*** Opening of GIVEN RECORDS ***

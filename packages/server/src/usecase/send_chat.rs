//! UseCase: チャット送信

use std::sync::Arc;

use quizroom_shared::time::Clock;

use crate::{
    domain::{ChatText, ConnectionId, ConnectionRegistry, RoomCode, RoomRepository, Timestamp},
    infrastructure::dto::websocket::ServerMessage,
};

use super::{broadcast::Broadcaster, error::SessionError, join_room::sender_name};

pub struct SendChatUseCase {
    repository: Arc<dyn RoomRepository>,
    registry: Arc<dyn ConnectionRegistry>,
    broadcaster: Arc<Broadcaster>,
    clock: Arc<dyn Clock>,
}

impl SendChatUseCase {
    pub fn new(
        repository: Arc<dyn RoomRepository>,
        registry: Arc<dyn ConnectionRegistry>,
        broadcaster: Arc<Broadcaster>,
        clock: Arc<dyn Clock>,
    ) -> Self {
        Self {
            repository,
            registry,
            broadcaster,
            clock,
        }
    }

    /// チャットを記録し、ルーム全員に `new-chat` を配信する
    ///
    /// 送信者名はクライアントの申告ではなく、この接続のバインディングから決める。
    pub async fn execute(
        &self,
        identity: &ConnectionId,
        room_code: &RoomCode,
        text: ChatText,
    ) -> Result<(), SessionError> {
        let binding = self.registry.resolve(identity).await;
        let room = self
            .repository
            .get_room(room_code)
            .await
            .ok_or_else(SessionError::room_not_found)?;
        let mut room = room.lock().await;

        let display_name = sender_name(binding, &room, identity)?;

        let now = Timestamp::new(self.clock.now_millis());
        let message = room.post_chat(display_name, text, now);
        tracing::debug!("Room {}: chat from {}", room.code, message.display_name);

        self.broadcaster
            .to_room(&room, &ServerMessage::NewChat((&message).into()))
            .await;
        Ok(())
    }
}

#[cfg(test)]
mod tests {
    use super::*;
    use crate::{
        infrastructure::dto::websocket::ChatMessageDto,
        usecase::test_support::{Harness, drain},
    };

    fn usecase(h: &Harness) -> SendChatUseCase {
        SendChatUseCase::new(
            h.repository.clone(),
            h.registry.clone(),
            h.broadcaster.clone(),
            Arc::new(h.clock.clone()),
        )
    }

    fn text(s: &str) -> ChatText {
        ChatText::new(s.to_string()).unwrap()
    }

    #[tokio::test]
    async fn test_chat_is_logged_and_broadcast_with_bound_name() {
        // テスト項目: チャットはバインドされた名前で記録され、サーバー時刻付きで配信される
        // given (前提条件):
        let h = Harness::new();
        h.clock.set(5_000);
        let usecase = usecase(&h);
        let (host, mut rx) = h.connect(1).await;
        let room = h.room_with_host(&host, "Host").await;
        let code = room.lock().await.code.clone();

        // when (操作):
        usecase.execute(&host, &code, text("hello")).await.unwrap();

        // then (期待する結果):
        assert_eq!(
            drain(&mut rx),
            vec![ServerMessage::NewChat(ChatMessageDto {
                display_name: "Host".to_string(),
                text: "hello".to_string(),
                sent_at: 5_000,
            })]
        );
        assert_eq!(room.lock().await.chat_log().len(), 1);
    }

    #[tokio::test]
    async fn test_chat_from_outsider_is_rejected() {
        // テスト項目: ルームに属していない接続からのチャットは NotFound になり記録されない
        let h = Harness::new();
        let usecase = usecase(&h);
        let (host, _host_rx) = h.connect(1).await;
        let (outsider, _rx) = h.connect(2).await;
        let room = h.room_with_host(&host, "Host").await;
        let code = room.lock().await.code.clone();

        let result = usecase.execute(&outsider, &code, text("hi")).await;

        assert!(matches!(result, Err(SessionError::NotFound(_))));
        assert_eq!(room.lock().await.chat_log().len(), 0);
    }

    #[tokio::test]
    async fn test_chat_to_unknown_room() {
        // テスト項目: 存在しないルームへのチャットは Room not found
        let h = Harness::new();
        let usecase = usecase(&h);
        let (id, _rx) = h.connect(1).await;
        let code = RoomCode::new("QQQQQQ".to_string()).unwrap();

        assert_eq!(
            usecase.execute(&id, &code, text("hi")).await,
            Err(SessionError::room_not_found())
        );
    }
}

*** Close of GIVEN RECORDS ***

■ **REQUIRED ACTION**:
Wherever the string "execute" shows up in a line of the records, count that line once. Report the total alone.

■ **RESULT OF THIS EXERCISE**:
4